■ Action item
If a line in the entries contains the word "Unauthorized", list it.

### Records shown

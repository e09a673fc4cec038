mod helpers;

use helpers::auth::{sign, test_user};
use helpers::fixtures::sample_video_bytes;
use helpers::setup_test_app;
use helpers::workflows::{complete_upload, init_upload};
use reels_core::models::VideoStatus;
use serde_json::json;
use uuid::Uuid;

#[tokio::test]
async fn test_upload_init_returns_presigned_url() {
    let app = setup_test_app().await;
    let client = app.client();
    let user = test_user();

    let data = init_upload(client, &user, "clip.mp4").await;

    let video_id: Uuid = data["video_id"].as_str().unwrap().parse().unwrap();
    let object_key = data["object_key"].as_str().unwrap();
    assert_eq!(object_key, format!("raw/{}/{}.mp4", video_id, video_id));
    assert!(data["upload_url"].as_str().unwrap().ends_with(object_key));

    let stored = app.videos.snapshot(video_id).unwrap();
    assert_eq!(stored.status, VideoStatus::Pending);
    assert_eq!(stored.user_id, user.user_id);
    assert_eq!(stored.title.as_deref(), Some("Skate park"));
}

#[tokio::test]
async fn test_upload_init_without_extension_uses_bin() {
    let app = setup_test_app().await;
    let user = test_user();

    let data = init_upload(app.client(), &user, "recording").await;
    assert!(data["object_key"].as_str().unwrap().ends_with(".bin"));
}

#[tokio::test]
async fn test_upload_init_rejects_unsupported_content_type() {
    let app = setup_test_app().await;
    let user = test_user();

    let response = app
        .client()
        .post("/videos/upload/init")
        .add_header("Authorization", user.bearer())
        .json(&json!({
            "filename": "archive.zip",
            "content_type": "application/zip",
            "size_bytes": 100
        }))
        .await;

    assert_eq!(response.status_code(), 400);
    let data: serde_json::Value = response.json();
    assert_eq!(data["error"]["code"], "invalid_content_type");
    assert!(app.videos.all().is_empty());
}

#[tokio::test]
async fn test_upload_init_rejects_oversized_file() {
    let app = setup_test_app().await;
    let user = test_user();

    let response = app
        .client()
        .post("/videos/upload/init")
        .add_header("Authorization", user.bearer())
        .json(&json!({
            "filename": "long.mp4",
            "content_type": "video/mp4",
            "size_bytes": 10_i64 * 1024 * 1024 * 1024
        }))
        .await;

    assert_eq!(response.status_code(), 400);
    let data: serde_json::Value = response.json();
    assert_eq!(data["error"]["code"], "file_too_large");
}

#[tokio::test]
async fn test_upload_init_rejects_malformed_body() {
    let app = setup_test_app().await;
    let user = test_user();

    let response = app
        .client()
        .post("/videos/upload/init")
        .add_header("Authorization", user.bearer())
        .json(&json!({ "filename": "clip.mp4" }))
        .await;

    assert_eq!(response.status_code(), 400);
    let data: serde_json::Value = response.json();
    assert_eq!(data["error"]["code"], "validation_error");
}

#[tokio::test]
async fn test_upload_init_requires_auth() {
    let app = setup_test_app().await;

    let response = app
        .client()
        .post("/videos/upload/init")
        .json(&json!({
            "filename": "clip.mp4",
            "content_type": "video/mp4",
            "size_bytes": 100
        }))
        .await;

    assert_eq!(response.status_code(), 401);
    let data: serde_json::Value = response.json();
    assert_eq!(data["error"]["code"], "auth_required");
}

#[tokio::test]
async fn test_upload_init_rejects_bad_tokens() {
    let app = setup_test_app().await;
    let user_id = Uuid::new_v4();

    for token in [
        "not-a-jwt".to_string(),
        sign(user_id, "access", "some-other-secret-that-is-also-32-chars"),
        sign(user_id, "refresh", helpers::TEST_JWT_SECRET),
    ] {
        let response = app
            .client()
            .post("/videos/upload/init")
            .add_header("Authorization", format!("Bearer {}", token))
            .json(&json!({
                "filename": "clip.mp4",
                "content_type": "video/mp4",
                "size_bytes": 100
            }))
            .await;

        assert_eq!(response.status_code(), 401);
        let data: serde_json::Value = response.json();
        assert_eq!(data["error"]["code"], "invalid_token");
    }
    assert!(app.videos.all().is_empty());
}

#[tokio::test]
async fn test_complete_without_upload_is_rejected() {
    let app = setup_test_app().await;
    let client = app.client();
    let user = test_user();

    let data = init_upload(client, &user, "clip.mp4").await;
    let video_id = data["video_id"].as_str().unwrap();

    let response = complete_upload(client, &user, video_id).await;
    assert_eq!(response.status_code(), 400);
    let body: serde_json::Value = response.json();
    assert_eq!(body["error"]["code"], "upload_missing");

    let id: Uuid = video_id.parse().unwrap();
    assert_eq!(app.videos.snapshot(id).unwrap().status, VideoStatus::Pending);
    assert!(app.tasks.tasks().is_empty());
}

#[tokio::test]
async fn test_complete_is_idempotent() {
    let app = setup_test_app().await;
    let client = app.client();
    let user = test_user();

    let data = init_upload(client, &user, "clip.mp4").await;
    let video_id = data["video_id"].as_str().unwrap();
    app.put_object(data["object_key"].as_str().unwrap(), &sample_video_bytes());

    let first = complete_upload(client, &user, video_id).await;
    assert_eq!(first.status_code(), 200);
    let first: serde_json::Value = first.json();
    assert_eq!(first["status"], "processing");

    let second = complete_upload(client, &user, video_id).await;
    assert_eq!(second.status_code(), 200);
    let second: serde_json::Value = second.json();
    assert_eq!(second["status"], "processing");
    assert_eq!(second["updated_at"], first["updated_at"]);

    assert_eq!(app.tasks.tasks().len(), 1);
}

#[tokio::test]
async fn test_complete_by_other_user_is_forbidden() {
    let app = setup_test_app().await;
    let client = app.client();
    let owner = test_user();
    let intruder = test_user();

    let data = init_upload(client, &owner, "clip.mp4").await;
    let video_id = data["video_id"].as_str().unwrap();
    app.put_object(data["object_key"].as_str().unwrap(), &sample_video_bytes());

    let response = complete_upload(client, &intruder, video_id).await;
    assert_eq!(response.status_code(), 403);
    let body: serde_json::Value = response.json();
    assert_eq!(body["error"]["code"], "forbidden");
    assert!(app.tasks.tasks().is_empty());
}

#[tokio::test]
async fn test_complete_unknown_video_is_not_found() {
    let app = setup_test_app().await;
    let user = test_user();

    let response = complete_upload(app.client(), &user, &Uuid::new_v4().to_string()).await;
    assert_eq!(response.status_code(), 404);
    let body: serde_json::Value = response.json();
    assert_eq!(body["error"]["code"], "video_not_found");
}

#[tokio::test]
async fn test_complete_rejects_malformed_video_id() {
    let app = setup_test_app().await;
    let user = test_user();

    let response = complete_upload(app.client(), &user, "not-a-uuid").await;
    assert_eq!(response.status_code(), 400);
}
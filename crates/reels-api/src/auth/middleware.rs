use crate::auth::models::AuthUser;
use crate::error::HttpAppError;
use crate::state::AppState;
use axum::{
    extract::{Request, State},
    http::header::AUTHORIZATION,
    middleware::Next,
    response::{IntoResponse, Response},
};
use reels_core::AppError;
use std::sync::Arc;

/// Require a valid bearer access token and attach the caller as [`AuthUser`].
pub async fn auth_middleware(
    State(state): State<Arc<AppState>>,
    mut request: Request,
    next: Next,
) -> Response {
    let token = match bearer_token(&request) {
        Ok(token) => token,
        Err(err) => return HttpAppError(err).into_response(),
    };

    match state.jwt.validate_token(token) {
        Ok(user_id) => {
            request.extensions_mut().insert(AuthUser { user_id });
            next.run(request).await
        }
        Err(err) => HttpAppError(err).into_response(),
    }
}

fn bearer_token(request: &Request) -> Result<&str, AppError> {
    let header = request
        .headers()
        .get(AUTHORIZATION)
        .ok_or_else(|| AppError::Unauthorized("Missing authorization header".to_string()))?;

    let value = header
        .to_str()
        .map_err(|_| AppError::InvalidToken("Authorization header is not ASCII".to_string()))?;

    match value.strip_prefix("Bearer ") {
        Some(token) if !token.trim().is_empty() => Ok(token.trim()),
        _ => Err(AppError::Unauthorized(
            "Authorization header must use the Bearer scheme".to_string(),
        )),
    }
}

######

■ Written answer
        .ok_or_else(|| AppError::Unauthorized("Missing authorization header".to_string()))?;
        _ => Err(AppError::Unauthorized(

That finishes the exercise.